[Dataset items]
^^^^^^^^

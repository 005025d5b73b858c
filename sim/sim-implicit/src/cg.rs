//! Preconditioner-free conjugate gradient over the composite operator.
//!
//! The operator is symmetric positive-definite by caller contract, so plain
//! CG applies: one operator evaluation per iteration, two scalar reductions
//! (`α` and `β`), and three vector updates. Everything inside an iteration
//! is data-parallel; the loop itself is strictly sequential because `α` and
//! `β` must be fully materialized before the next evaluation can start.
//! Rayon's fork-join supplies that synchronization point.
//!
//! Failure is never an error here. Running out of iterations and losing
//! curvature in the search direction both return a [`SolveResult`] with
//! `converged == false` and honest diagnostics; the caller decides whether
//! to accept the partial solution, loosen the tolerance, or escalate.

use nalgebra::DVector;
use rayon::prelude::*;
use tracing::{debug, warn};

use crate::operator::{CompositeOperator, PARALLEL_CUTOVER};
use crate::params::SolverParams;

#[cfg(feature = "serde")]
use serde::{Deserialize, Serialize};

/// Curvature floor for `pᵀ·A·p`. At or below this the direction carries no
/// usable curvature and the iteration stops rather than dividing by it.
const MIN_CURVATURE: f64 = 1e-15;

/// Outcome of one conjugate-gradient solve.
#[derive(Debug, Clone, Copy, PartialEq)]
#[cfg_attr(feature = "serde", derive(Serialize, Deserialize))]
pub struct SolveResult {
    /// Whether the residual norm reached the tolerance.
    pub converged: bool,
    /// Iterations actually executed.
    pub iterations: usize,
    /// Final residual norm `‖b - A·x‖`.
    pub residual: f64,
}

/// Solve `op · x = b`, refining `x` in place from its current value.
///
/// `x` doubles as initial guess and solution estimate; a warm start from
/// the previous frame usually saves iterations. The estimate is left at
/// its latest value even when the solve reports non-convergence, so a
/// partial result is always available.
///
/// Dimensions of `op`, `b`, and `x` must agree (caller contract,
/// debug-asserted only).
pub fn solve(
    op: &CompositeOperator<'_>,
    b: &DVector<f64>,
    x: &mut DVector<f64>,
    params: &SolverParams,
) -> SolveResult {
    let n = op.dim();
    debug_assert_eq!(b.len(), n);
    debug_assert_eq!(x.len(), n);

    let mut q = DVector::zeros(n);
    op.apply(x, &mut q);
    let mut r = b.clone();
    axpy(-1.0, &q, &mut r);
    let mut p = r.clone();

    let mut rr = dot(&r, &r);
    let mut residual = rr.sqrt();
    if residual <= params.tolerance {
        debug!(residual, "initial guess already within tolerance");
        return SolveResult {
            converged: true,
            iterations: 0,
            residual,
        };
    }

    for iteration in 0..params.max_iterations {
        op.apply(&p, &mut q);
        let pq = dot(&p, &q);
        if pq <= MIN_CURVATURE {
            // Degenerate direction: stop where we are instead of blowing
            // up the step. Reported like non-convergence, not a crash.
            let converged = residual <= params.tolerance;
            warn!(iteration, pq, residual, "search direction lost curvature");
            return SolveResult {
                converged,
                iterations: iteration,
                residual,
            };
        }

        let alpha = rr / pq;
        axpy(alpha, &p, x);
        axpy(-alpha, &q, &mut r);

        let rr_next = dot(&r, &r);
        residual = rr_next.sqrt();
        if residual <= params.tolerance {
            debug!(iterations = iteration + 1, residual, "converged");
            return SolveResult {
                converged: true,
                iterations: iteration + 1,
                residual,
            };
        }

        let beta = rr_next / rr;
        xpby(&r, beta, &mut p);
        rr = rr_next;
    }

    warn!(
        iterations = params.max_iterations,
        residual, "iteration budget exhausted"
    );
    SolveResult {
        converged: false,
        iterations: params.max_iterations,
        residual,
    }
}

/// Parallel tree-reduced inner product.
fn dot(a: &DVector<f64>, b: &DVector<f64>) -> f64 {
    let (a, b) = (a.as_slice(), b.as_slice());
    if a.len() >= PARALLEL_CUTOVER {
        a.par_iter().zip(b.par_iter()).map(|(x, y)| x * y).sum()
    } else {
        a.iter().zip(b).map(|(x, y)| x * y).sum()
    }
}

/// `y += alpha · x`, element-parallel.
fn axpy(alpha: f64, x: &DVector<f64>, y: &mut DVector<f64>) {
    let x = x.as_slice();
    if x.len() >= PARALLEL_CUTOVER {
        y.as_mut_slice()
            .par_iter_mut()
            .zip(x.par_iter())
            .for_each(|(y, x)| *y += alpha * x);
    } else {
        for (y, x) in y.as_mut_slice().iter_mut().zip(x) {
            *y += alpha * x;
        }
    }
}

/// `p ← r + beta · p`, element-parallel.
fn xpby(r: &DVector<f64>, beta: f64, p: &mut DVector<f64>) {
    let r = r.as_slice();
    if r.len() >= PARALLEL_CUTOVER {
        p.as_mut_slice()
            .par_iter_mut()
            .zip(r.par_iter())
            .for_each(|(p, r)| *p = r + beta * *p);
    } else {
        for (p, r) in p.as_mut_slice().iter_mut().zip(r) {
            *p = r + beta * *p;
        }
    }
}

#[cfg(test)]
#[allow(clippy::unwrap_used, clippy::expect_used, clippy::float_cmp)]
mod tests {
    use super::*;
    use crate::sparse::{DynSparseMatrix, FixedSparseMatrix};
    use approx::assert_relative_eq;

    #[test]
    fn test_uniform_diagonal_converges_in_one_iteration() {
        // Single node, identity-scale operator: 2·x = [4, 0, 0].
        let dynamic = DynSparseMatrix::empty(3);
        let fixed = FixedSparseMatrix::empty(3);
        let op = CompositeOperator::new(&dynamic, &fixed, &[], 2.0);

        let b = DVector::from_vec(vec![4.0, 0.0, 0.0]);
        let mut x = DVector::zeros(3);
        let params = SolverParams::default()
            .with_tolerance(1e-6)
            .with_max_iterations(10);

        let result = solve(&op, &b, &mut x, &params);

        assert!(result.converged);
        assert_eq!(result.iterations, 1);
        assert!(result.residual <= params.tolerance);
        assert_relative_eq!(x[0], 2.0, epsilon = 1e-9);
        assert_relative_eq!(x[1], 0.0, epsilon = 1e-9);
        assert_relative_eq!(x[2], 0.0, epsilon = 1e-9);
    }

    #[test]
    fn test_distinct_diagonal_converges_within_dimension() {
        // CG is exact in at most n iterations for an n-dimensional SPD
        // system; a diagonal with three distinct entries needs all three.
        let dynamic =
            DynSparseMatrix::from_triplets(3, 3, &[(0, 0, 1.0), (1, 1, 2.0), (2, 2, 4.0)]);
        let fixed = FixedSparseMatrix::empty(3);
        let op = CompositeOperator::new(&dynamic, &fixed, &[], 0.0);

        let b = DVector::from_vec(vec![1.0, 4.0, 12.0]);
        let mut x = DVector::zeros(3);
        let params = SolverParams::default().with_tolerance(1e-10);

        let result = solve(&op, &b, &mut x, &params);

        assert!(result.converged);
        assert!(result.iterations <= 3);
        assert_relative_eq!(x[0], 1.0, epsilon = 1e-8);
        assert_relative_eq!(x[1], 2.0, epsilon = 1e-8);
        assert_relative_eq!(x[2], 3.0, epsilon = 1e-8);
    }

    #[test]
    fn test_exact_initial_guess_takes_no_iterations() {
        let dynamic = DynSparseMatrix::empty(3);
        let fixed = FixedSparseMatrix::empty(3);
        let op = CompositeOperator::new(&dynamic, &fixed, &[], 3.0);

        let b = DVector::from_vec(vec![3.0, 6.0, 9.0]);
        let mut x = DVector::from_vec(vec![1.0, 2.0, 3.0]);

        let result = solve(&op, &b, &mut x, &SolverParams::default());

        assert!(result.converged);
        assert_eq!(result.iterations, 0);
        assert_eq!(x, DVector::from_vec(vec![1.0, 2.0, 3.0]));
    }

    #[test]
    fn test_budget_exhaustion_is_reported_not_fatal() {
        // A coupled system cannot meet an unreachable tolerance in one
        // iteration; the solve must say so and still leave a usable x.
        let dynamic = DynSparseMatrix::from_triplets(
            3,
            3,
            &[(0, 0, 2.0), (0, 1, -1.0), (1, 0, -1.0), (1, 1, 2.0), (2, 2, 1.0)],
        );
        let fixed = FixedSparseMatrix::empty(3);
        let op = CompositeOperator::new(&dynamic, &fixed, &[], 0.5);

        let b = DVector::from_vec(vec![1.0, 1.0, 1.0]);
        let mut x = DVector::zeros(3);
        let params = SolverParams::default()
            .with_tolerance(1e-30)
            .with_max_iterations(1);

        let result = solve(&op, &b, &mut x, &params);

        assert!(!result.converged);
        assert_eq!(result.iterations, 1);
        assert!(result.residual.is_finite());
        assert!(x.iter().all(|v| v.is_finite()));
    }

    #[test]
    fn test_curvature_breakdown_stops_early() {
        // The zero operator gives pᵀ·A·p = 0 on the first direction. That
        // is a breakdown, reported through the flag without NaN or panic.
        let dynamic = DynSparseMatrix::empty(3);
        let fixed = FixedSparseMatrix::empty(3);
        let op = CompositeOperator::new(&dynamic, &fixed, &[], 0.0);

        let b = DVector::from_vec(vec![1.0, 0.0, 0.0]);
        let mut x = DVector::zeros(3);
        let params = SolverParams::default().with_max_iterations(50);

        let result = solve(&op, &b, &mut x, &params);

        assert!(!result.converged);
        assert_eq!(result.iterations, 0);
        assert!(result.residual.is_finite());
        assert!(x.iter().all(|v| v.is_finite()));
    }

    #[test]
    fn test_block_diagonal_system() {
        // Two nodes with SPD blocks plus regularization; verify against
        // the residual definition rather than a hand-computed solution.
        let dynamic = DynSparseMatrix::empty(6);
        let fixed = FixedSparseMatrix::empty(6);
        let blocks = vec![
            nalgebra::Matrix3::new(2.0, 0.5, 0.0, 0.5, 2.0, 0.0, 0.0, 0.0, 1.0),
            nalgebra::Matrix3::identity() * 3.0,
        ];
        let op = CompositeOperator::new(&dynamic, &fixed, &blocks, 0.25);

        let b = DVector::from_vec(vec![1.0, -2.0, 0.5, 3.0, 0.0, -1.0]);
        let mut x = DVector::zeros(6);
        let params = SolverParams::default().with_tolerance(1e-10);

        let result = solve(&op, &b, &mut x, &params);
        assert!(result.converged);

        let residual = (b - op.apply_alloc(&x)).norm();
        assert!(residual <= 1e-9);
    }

    #[test]
    fn test_large_system_takes_parallel_path() {
        // Past the cutover the operator apply, reductions, and vector
        // updates all run on rayon; result must match the sequential math.
        let n = 3 * PARALLEL_CUTOVER;
        let dynamic = DynSparseMatrix::empty(n);
        let fixed = FixedSparseMatrix::empty(n);
        let op = CompositeOperator::new(&dynamic, &fixed, &[], 4.0);

        let b = DVector::from_fn(n, |i, _| (i % 7) as f64 - 3.0);
        let mut x = DVector::zeros(n);
        let params = SolverParams::default().with_tolerance(1e-10);

        let result = solve(&op, &b, &mut x, &params);

        assert!(result.converged);
        assert_eq!(result.iterations, 1);
        for i in 0..n {
            assert_relative_eq!(x[i], b[i] / 4.0, epsilon = 1e-12);
        }
    }
}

^^^^^^^^

- **What you are asked to do**
Your response should be the lines above from the first to the one containing "contract, so plain", inclusive, each given exactly.

- **Result of the exercise**
repository 005025d5b73b858c
filename sim/sim-implicit/src/cg.rs
//! Preconditioner-free conjugate gradient over the composite operator.
//!
//! The operator is symmetric positive-definite by caller contract, so plain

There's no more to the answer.